Dünyanın geçmiş tarihinde olduğu gibi modern insan da savaşları, yıkımları, açlığı ve genel anlamda krizleri yaşamaya devam ediyor. Geçmişte birçok salgın yaşanmış ve bildiğiniz gibi milyonlarca insan hayatını kaybetmişti. Bu sene de koronavirüs salgını dünyayı her yönden (başta ekonomi olmak üzere, siyasi ve kültürel anlamda) derin bir şekilde etkiliyor.
Bir önceki yazımda koronavirüse karşı, aslında biraz da iyimser yönden ve biraz da tozpembe bir bakış açısı çizmeye çalıştım. “Evlerimize kapanacağız ve zaman geçiremediğimiz, yüzlerini unuttuğumuz aile üyelerimizle birlikte daha çok vakit geçireceğiz. Kendimize daha fazla zaman ayırıp, hobilerimizi yapma fırsatımız olacak” demiştim. Evet bunu kimimiz yaşadı, kimimiz yaşayamadı.
“Koronavirüs hayatımızda birçok şeyi değiştirecek” demiştim.

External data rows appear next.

//! Damped-trend exponential smoothing (Holt's method with damping).
//!
//! The model equations with damping parameter φ:
//! - Level: `l_t = α × y_t + (1-α) × (l_{t-1} + φ × b_{t-1})`
//! - Trend: `b_t = β × (l_t - l_{t-1}) + (1-β) × φ × b_{t-1}`
//! - Forecast: `ŷ_{t+h} = l_t + (φ + φ² + ... + φ^h) × b_t`
//!
//! Damping geometrically attenuates the slope over the horizon, which keeps
//! short-horizon financial extrapolations from running away linearly.

use crate::error::ForecastError;
use crate::models::SmoothingModel;
use crate::utils::optimization::{minimize, FitOptions};

const ALPHA_BOUNDS: (f64, f64) = (0.0001, 0.9999);
const BETA_BOUNDS: (f64, f64) = (0.0001, 0.9999);
const PHI_BOUNDS: (f64, f64) = (0.8, 1.0);

/// Damped-trend smoothing model with SSE-optimized parameters.
#[derive(Debug, Clone)]
pub struct DampedTrend {
    alpha: Option<f64>,
    beta: Option<f64>,
    phi: Option<f64>,
    /// Fit parameters by SSE minimization instead of using fixed ones.
    optimize: bool,
    level: Option<f64>,
    trend: Option<f64>,
    fitted: Option<Vec<f64>>,
    residuals: Option<Vec<f64>>,
}

impl DampedTrend {
    /// Model with automatically fitted α, β and damping φ.
    pub fn auto() -> Self {
        Self {
            alpha: None,
            beta: None,
            phi: None,
            optimize: true,
            level: None,
            trend: None,
            fitted: None,
            residuals: None,
        }
    }

    /// Model with fixed parameters, clamped to their valid ranges.
    pub fn with_params(alpha: f64, beta: f64, phi: f64) -> Self {
        Self {
            alpha: Some(alpha.clamp(ALPHA_BOUNDS.0, ALPHA_BOUNDS.1)),
            beta: Some(beta.clamp(BETA_BOUNDS.0, BETA_BOUNDS.1)),
            phi: Some(phi.clamp(PHI_BOUNDS.0, PHI_BOUNDS.1)),
            optimize: false,
            level: None,
            trend: None,
            fitted: None,
            residuals: None,
        }
    }

    pub fn alpha(&self) -> Option<f64> {
        self.alpha
    }

    pub fn beta(&self) -> Option<f64> {
        self.beta
    }

    pub fn phi(&self) -> Option<f64> {
        self.phi
    }

    pub fn level(&self) -> Option<f64> {
        self.level
    }

    pub fn trend(&self) -> Option<f64> {
        self.trend
    }

    /// Level starts at the first value, trend at the first difference.
    fn initial_state(values: &[f64]) -> (f64, f64) {
        (values[0], values[1] - values[0])
    }

    /// One-step-ahead sum of squared errors for a parameter set.
    fn sse(values: &[f64], alpha: f64, beta: f64, phi: f64) -> f64 {
        let (mut level, mut trend) = Self::initial_state(values);
        let mut sse = 0.0;
        for &y in &values[1..] {
            let prediction = level + phi * trend;
            let error = y - prediction;
            sse += error * error;

            let level_prev = level;
            level = alpha * y + (1.0 - alpha) * (level_prev + phi * trend);
            trend = beta * (level - level_prev) + (1.0 - beta) * phi * trend;
        }
        sse
    }

    /// Geometric damping sum φ + φ² + ... + φ^h.
    pub(crate) fn damped_sum(phi: f64, h: usize) -> f64 {
        if (phi - 1.0).abs() < 1e-10 {
            h as f64
        } else {
            phi * (1.0 - phi.powi(h as i32)) / (1.0 - phi)
        }
    }
}

impl Default for DampedTrend {
    fn default() -> Self {
        Self::auto()
    }
}

impl SmoothingModel for DampedTrend {
    fn fit(&mut self, values: &[f64]) -> Result<(), ForecastError> {
        if values.len() < 2 {
            return Err(ForecastError::InsufficientData {
                needed: 2,
                got: values.len(),
            });
        }

        if self.optimize {
            let point = minimize(
                |p| Self::sse(values, p[0], p[1], p[2]),
                &[0.3, 0.1, 0.98],
                &[ALPHA_BOUNDS, BETA_BOUNDS, PHI_BOUNDS],
                FitOptions::default(),
            );
            self.alpha = Some(point[0]);
            self.beta = Some(point[1]);
            self.phi = Some(point[2]);
        }

        let alpha = self.alpha.ok_or(ForecastError::FitRequired)?;
        let beta = self.beta.ok_or(ForecastError::FitRequired)?;
        let phi = self.phi.ok_or(ForecastError::FitRequired)?;

        let (mut level, mut trend) = Self::initial_state(values);
        let mut fitted = Vec::with_capacity(values.len());
        let mut residuals = Vec::with_capacity(values.len());
        fitted.push(level);
        residuals.push(0.0);

        for &y in &values[1..] {
            let prediction = level + phi * trend;
            fitted.push(prediction);
            residuals.push(y - prediction);

            let level_prev = level;
            level = alpha * y + (1.0 - alpha) * (level_prev + phi * trend);
            trend = beta * (level - level_prev) + (1.0 - beta) * phi * trend;
        }

        if !level.is_finite() || !trend.is_finite() {
            return Err(ForecastError::FitFailed(
                "smoothing state diverged".to_string(),
            ));
        }

        self.level = Some(level);
        self.trend = Some(trend);
        self.fitted = Some(fitted);
        self.residuals = Some(residuals);
        Ok(())
    }

    fn predict(&self, horizon: usize) -> Result<Vec<f64>, ForecastError> {
        let level = self.level.ok_or(ForecastError::FitRequired)?;
        let trend = self.trend.ok_or(ForecastError::FitRequired)?;
        let phi = self.phi.ok_or(ForecastError::FitRequired)?;

        Ok((1..=horizon)
            .map(|h| level + Self::damped_sum(phi, h) * trend)
            .collect())
    }

    fn fitted_values(&self) -> Option<&[f64]> {
        self.fitted.as_deref()
    }

    fn residuals(&self) -> Option<&[f64]> {
        self.residuals.as_deref()
    }

    fn name(&self) -> &'static str {
        "DampedTrend"
    }
}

Günlük sosyal yaşamımızı, kültürel alışkanlığımızı, yediğimizi içtiğimizi her şeyimizi değiştirecekti…
Peki öyle mi oldu? Hayır, ne yazık ki tam anlamıyla öyle olmadı!
Koronavirüse karşı olan mücadelemiz (toplumsal anlamda söylüyorum) ne yazık ki tüm dünyada hala istenilen ciddiyette ve seviyede değil. Başta nasıl mücadele etmemiz gerektiğimizi tam olarak bilmiyorduk, fakat sonradan gördük ki mücadele kolay olsa da bunu bir türlü içselleştiremedik. Ve virüsü ciddiye almadan çoğumuz eski alışkanlıklarımıza verdiğimiz kısa bir aradan sonra tekrar devam ettik.
HİÇBİR ŞEYİMİZİ DÜZELTEMEDİK!
Şimdi bu yazıyı yazma sebebim şu; yukarıda da ifade ettiğimi gibi; koronavirüse karşı yapacağımız mücadelede insanoğlunun biraz da olsa değişeceğini umut etmiştim. Fakat ne yazık ki düzelen hiçbir şey yok.
“Koronavirüse karşı mücadelede insanlar sorumluluklarını yerine getirir, çünkü insanlar ölüyor” diye düşündüm, ama olmadı. Sorumluluklardan kastım sadece maske ve dezenfektan değil, daha çok ahlaki eylemler…
“İnsanlar birbirlerine daha saygılı ve hoşgörülü olacak, karşımızdaki insanın görüşlerini bir kenara bırakıp tahammül etmemiz, dinlememiz gerekecek… Çünkü toplum olarak artık ortak bir düşmana karşı mücadele vereceğiz, en azından kavga, dövüşü, öldürmeyi bırakırız” demiştim ama bu da olmadı…
Niye olmadı? Çünkü bazı ahlaki eylemlerimizi veya düşüncelerimizi unuttuk. İhtiyacımı olan ne?
İşte en çok ihtiyacımız olan şeyler; saygı, hoşgörü, empati ve tahammül.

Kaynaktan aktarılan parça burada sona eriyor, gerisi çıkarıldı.